The researchers said they collected samples from small bats that lived in forests in the Yunnan province between May 2019 and November 2020. The samples consisted of urine, feces and mouth swabs.
“In total, we assembled 24 novel coronavirus genomes from different bat species, including four SARS-CoV-2 like coronaviruses,” the researchers wrote in the journal Cell.
The researchers said one strain, garnered from the Rhinolophus pusillus bat species, bears a particularly strong resemblance to SARS-CoV-2, though with differences on the spike protein that the viruses use to attach to cells they infect.
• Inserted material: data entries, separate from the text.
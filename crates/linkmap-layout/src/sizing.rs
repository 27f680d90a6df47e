//! Degree-based node radius. Independent of the simulation.

use crate::error::{Error, Result};
use crate::graph::{GraphEdge, GraphNode};
use rustc_hash::FxHashMap;
use serde::{Deserialize, Serialize};

#[derive(Debug, Clone, Copy, Default, PartialEq, Eq, Serialize, Deserialize)]
pub struct NodeDegree {
    pub in_degree: usize,
    pub out_degree: usize,
}

impl NodeDegree {
    pub fn total(&self) -> usize {
        self.in_degree + self.out_degree
    }
}

/// Incident edge counts for every node, in input order.
///
/// Edges with an unknown endpoint are ignored. A self-loop counts once in each
/// direction.
pub fn degrees<T>(nodes: &[GraphNode<T>], edges: &[GraphEdge]) -> Vec<NodeDegree> {
    let mut id_to_idx: FxHashMap<&str, usize> = FxHashMap::default();
    id_to_idx.reserve(nodes.len());
    for (idx, n) in nodes.iter().enumerate() {
        id_to_idx.entry(n.id.as_str()).or_insert(idx);
    }

    let mut out = vec![NodeDegree::default(); nodes.len()];
    for e in edges {
        let (Some(&s), Some(&t)) = (
            id_to_idx.get(e.source.as_str()),
            id_to_idx.get(e.target.as_str()),
        ) else {
            continue;
        };
        out[s].out_degree += 1;
        out[t].in_degree += 1;
    }
    out
}

pub fn max_degree(degrees: &[NodeDegree]) -> usize {
    degrees.iter().map(NodeDegree::total).max().unwrap_or(0)
}

/// Visual radius bounds for degree-based sizing.
#[derive(Debug, Clone, Copy, PartialEq, Serialize, Deserialize)]
#[serde(default)]
pub struct RadiusRange {
    pub min: f64,
    pub max: f64,
}

impl RadiusRange {
    pub const DEFAULT_MIN: f64 = 4.0;
    pub const DEFAULT_MAX: f64 = 12.0;

    pub fn validate(&self) -> Result<()> {
        if !(self.min.is_finite() && self.min >= 0.0) {
            return Err(Error::InvalidOption {
                name: "radius.min",
                value: self.min,
            });
        }
        if !(self.max.is_finite() && self.max >= self.min) {
            return Err(Error::InvalidOption {
                name: "radius.max",
                value: self.max,
            });
        }
        Ok(())
    }

    /// Linear interpolation between `min` and `max` by `degree / max_degree`.
    pub fn radius(&self, degree: usize, max_degree: usize) -> f64 {
        if max_degree == 0 {
            return self.min;
        }
        let t = ((degree as f64) / (max_degree as f64)).min(1.0);
        self.min + (self.max - self.min) * t
    }
}

impl Default for RadiusRange {
    fn default() -> Self {
        Self {
            min: Self::DEFAULT_MIN,
            max: Self::DEFAULT_MAX,
        }
    }
}

/// Radius for a node given the largest total degree in the graph.
pub fn node_radius(degree: NodeDegree, max_degree: usize, range: &RadiusRange) -> f64 {
    range.radius(degree.total(), max_degree)
}

#[cfg(test)]
mod tests {
    use super::{NodeDegree, RadiusRange, degrees, max_degree};
    use crate::graph::{GraphEdge, GraphNode};

    #[test]
    fn degrees_count_both_directions_and_skip_dangling_edges() {
        let nodes = vec![GraphNode::new("home"), GraphNode::new("blog"), GraphNode::new("about")];
        let edges = vec![
            GraphEdge::new("home", "blog"),
            GraphEdge::new("home", "about"),
            GraphEdge::new("blog", "home"),
            GraphEdge::new("blog", "blog"),
            GraphEdge::new("blog", "deleted-page"),
        ];
        let d = degrees(&nodes, &edges);
        assert_eq!(
            d,
            vec![
                NodeDegree {
                    in_degree: 1,
                    out_degree: 2
                },
                NodeDegree {
                    in_degree: 2,
                    out_degree: 2
                },
                NodeDegree {
                    in_degree: 1,
                    out_degree: 0
                },
            ]
        );
        assert_eq!(max_degree(&d), 4);
    }

    #[test]
    fn max_degree_of_nothing_is_zero() {
        assert_eq!(max_degree(&[]), 0);
    }

    #[test]
    fn validate_rejects_inverted_range() {
        assert!(RadiusRange { min: 8.0, max: 4.0 }.validate().is_err());
        assert!(RadiusRange { min: -1.0, max: 4.0 }.validate().is_err());
        assert!(RadiusRange::default().validate().is_ok());
    }
}
#[derive(Debug, thiserror::Error)]
pub enum Error {
    #[error("invalid layout option `{name}`: {value}")]
    InvalidOption { name: &'static str, value: f64 },

    #[error("invalid canvas size {width}x{height}: both dimensions must be finite and positive")]
    InvalidCanvas { width: f64, height: f64 },
}

pub type Result<T> = std::result::Result<T, Error>;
“Together with the SARS-CoV-2 related virus collected from Thailand in June 2020, these results clearly demonstrate that viruses closely related to SARS-CoV-2 continue to circulate in bat populations, and in some regions might occur at a relatively high frequency,” they wrote.
The study, released Thursday, comes amid heightened attention over the origin of the COVID-19 pandemic.
Many researchers suspect the illness originated in a bat, though it is possible it passed through an intermediary animal before infecting humans.
The U.S. has also pressed for an investigation into whether the virus leaked from a lab in Wuhan, China — a claim that has rankled Beijing.
Observers have noted that even if the virus leaked from a lab, it does not necessarily mean the virus was created in one and could have merely been studied there before a scientist left the facility while being unknowingly infected.